Susquehanna Polling released a poll showing Obama with a two point lead over Romney in Pennsylvania. Today on their blog they have a fascinating post explaining their methodology and why the makeup of the electorate is likely to be quite different from 2008:
Recently two polls conducted by our firm showing President Obama narrowly leading Mitt Romney by 1 point (48% to 47%, sponsored by the Republican State Committee of Penna.), and a second released by the Pittsburgh Tribune Review on Sunday, September 23 showing Obama leading Romney by 2 points (47%-45%). Both margins conflict with other surveys conducted recently including one by the Philadelphia Inquirer (Obama +11) and Muhlenberg College (Obama +9). Following are answers to questions about our survey methodology as well as our basis for predicting a close election.
Our vote model for gauging the number of interviews conducted with voters of different demographic groups (things like party affiliation, racial background and age range, etc.) is a blend of turnout models from both the 2008 and 2004 presidential elections, but leans more towards 2004 VTO and is predicated on the belief that turnout this November will not be anywhere near ’08 levels when 5.9 million votes were cast.
First, our ratio of interviews conducted with Republicans and Democrats in our recent polls (49D – 43R) gives Democrats a 6-point advantage based on the fact that Democrats outnumber Republicans in actual registration. However, this ratio is slightly more Republican based on both national and state polling showing that Republicans are more likely to vote than Democrats this year given high intensity among Republicans who strongly disapprove of the President’s job performance. Nonetheless, this +6 Democratic advantage is only one point less Democrat than the 7-point advantage these same exit polls gave Democrats in the 2008 presidential election. Besides, simply conducting more surveys with Democratic voters (as some have suggested) doesn’t necessarily translate into more votes for President Obama when you consider that Mitt Romney is winning Democratic-leaning counties in Western Pennsylvania by ten or more percentage points. Nonetheless, it is entirely appropriate to sample Republicans one or two points higher than in 2008 if you believe as we do that voter turnout this November will have little resemblance to the last presidential election.

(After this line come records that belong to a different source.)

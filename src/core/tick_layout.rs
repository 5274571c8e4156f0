use ordered_float::OrderedFloat;
use serde::{Deserialize, Serialize};

use crate::error::{PickerError, PickerResult};

/// First hour rendered by the picker (inclusive).
pub const HOUR_START: u32 = 1;
/// Last hour rendered by the picker (inclusive). A closing major tick follows it.
pub const HOUR_END: u32 = 23;
/// Minor ticks emitted after every major tick.
pub const QUARTERS_PER_HOUR: u32 = 3;
/// Width of one 15-minute block in layout units.
pub const BLOCK_WIDTH: f64 = 12.0;
pub const MAJOR_TICK_HEIGHT: f64 = 35.0;
pub const MINOR_TICK_HEIGHT: f64 = 20.0;

/// Minor tick indices are encoded as `hour + 0.1 * quarter`, so more than nine
/// quarters would collide with the next hour's index.
const MAX_QUARTERS_PER_HOUR: u32 = 9;
const INDEX_MATCH_EPSILON: f64 = 1e-9;

#[derive(Debug, Clone, Copy, PartialEq, Eq, Serialize, Deserialize)]
pub enum TickKind {
    /// Hour boundary.
    Major,
    /// Quarter-hour mark between two hour boundaries.
    Minor,
}

/// One immutable mark along the timeline.
///
/// `index` doubles as the render key and as the anchor identifier used by
/// animated scroll requests. `slot` is the ordinal position in the layout.
#[derive(Debug, Clone, Copy, PartialEq, Serialize, Deserialize)]
pub struct Tick {
    pub index: f64,
    pub kind: TickKind,
    pub height: f64,
    pub slot: usize,
}

impl Tick {
    /// Leading-edge x offset of this tick's block inside the scroll content.
    #[must_use]
    pub fn content_x(self, block_width: f64) -> f64 {
        self.slot as f64 * block_width
    }
}

/// Ordered tick sequence derived from an hour range.
#[derive(Debug, Clone, PartialEq, Serialize, Deserialize)]
pub struct TickLayout {
    ticks: Vec<Tick>,
    block_width: f64,
}

impl TickLayout {
    /// Generates the tick sequence for `[hour_start, hour_end]`.
    ///
    /// Each hour contributes one major tick at `hour` followed by
    /// `quarters_per_hour` minor ticks at `hour + 0.1 * q`. A trailing major
    /// tick at `hour_end + 1` closes the range.
    pub fn generate(
        hour_start: u32,
        hour_end: u32,
        quarters_per_hour: u32,
        block_width: f64,
    ) -> PickerResult<Self> {
        if hour_end < hour_start {
            return Err(PickerError::InvalidLayout(format!(
                "hour_end ({hour_end}) must be >= hour_start ({hour_start})"
            )));
        }
        if quarters_per_hour == 0 || quarters_per_hour > MAX_QUARTERS_PER_HOUR {
            return Err(PickerError::InvalidLayout(format!(
                "quarters_per_hour must be in 1..={MAX_QUARTERS_PER_HOUR}, got {quarters_per_hour}"
            )));
        }
        if !block_width.is_finite() || block_width <= 0.0 {
            return Err(PickerError::InvalidLayout(
                "block width must be finite and > 0".to_owned(),
            ));
        }

        let hours = (hour_end - hour_start + 1) as usize;
        let mut ticks = Vec::with_capacity(hours * (quarters_per_hour as usize + 1) + 1);
        for hour in hour_start..=hour_end {
            push_tick(&mut ticks, f64::from(hour), TickKind::Major);
            for quarter in 1..=quarters_per_hour {
                push_tick(
                    &mut ticks,
                    f64::from(hour) + 0.1 * f64::from(quarter),
                    TickKind::Minor,
                );
            }
        }
        push_tick(&mut ticks, f64::from(hour_end) + 1.0, TickKind::Major);

        Ok(Self { ticks, block_width })
    }

    /// Layout built from the picker's fixed range constants.
    pub fn standard() -> PickerResult<Self> {
        Self::generate(HOUR_START, HOUR_END, QUARTERS_PER_HOUR, BLOCK_WIDTH)
    }

    #[must_use]
    pub fn ticks(&self) -> &[Tick] {
        &self.ticks
    }

    #[must_use]
    pub fn len(&self) -> usize {
        self.ticks.len()
    }

    #[must_use]
    pub fn is_empty(&self) -> bool {
        self.ticks.is_empty()
    }

    #[must_use]
    pub fn block_width(&self) -> f64 {
        self.block_width
    }

    #[must_use]
    pub fn content_width(&self) -> f64 {
        self.ticks.len() as f64 * self.block_width
    }

    /// Content distance that places the trailing tick under the cursor.
    #[must_use]
    pub fn max_distance(&self) -> f64 {
        self.ticks.len().saturating_sub(1) as f64 * self.block_width
    }

    /// Exact anchor lookup by tick index.
    #[must_use]
    pub fn find(&self, index: f64) -> Option<Tick> {
        if !index.is_finite() {
            return None;
        }
        self.ticks
            .iter()
            .copied()
            .find(|tick| (tick.index - index).abs() <= INDEX_MATCH_EPSILON)
    }

    /// Closest anchor to `index` by absolute index difference.
    #[must_use]
    pub fn nearest(&self, index: f64) -> Option<Tick> {
        if !index.is_finite() {
            return None;
        }
        self.ticks
            .iter()
            .copied()
            .min_by_key(|tick| OrderedFloat((tick.index - index).abs()))
    }

    /// Content distance that centers the anchor `index` under the cursor.
    #[must_use]
    pub fn distance_for_index(&self, index: f64) -> Option<f64> {
        self.find(index).map(|tick| tick.content_x(self.block_width))
    }
}

fn push_tick(ticks: &mut Vec<Tick>, index: f64, kind: TickKind) {
    let height = match kind {
        TickKind::Major => MAJOR_TICK_HEIGHT,
        TickKind::Minor => MINOR_TICK_HEIGHT,
    };
    let slot = ticks.len();
    ticks.push(Tick {
        index,
        kind,
        height,
        slot,
    });
}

Second, our ratio of younger to older voters reflects turnout that is likely to be slightly higher with older voters given the lack of enthusiasm from younger voters. In our surveys, 18-44 yr. olds make up 30% of all interviews and voters 45 years of age and older represent the remaining seventy percent. For instance, according to 2008 exit polls voter turnout among 18-29 year olds peaked at 18%, but national and state polling proves interest among younger voters down sharply this year due to higher unemployment with younger voters and college graduates in particular. So conducting approximately ten percent of surveys with 18-29 year olds is a reflection of this lower anticipated turnout among these less-enthusiastic voters. Besides, the fact that Obama backers have suggested that over sampling older voters skews results in favor of Mitt Romney is a striking revelation in a state like Pennsylvania known for having the 5th largest population of senior citizens in the country.
Go here to read the rest. Too many pollsters are merely plugging in the 2008 electorate and badly skewing their polls to Obama. Don’t believe them. Keep your eye on the Rasmussen and Gallup tracking polls to have the best feel for the race.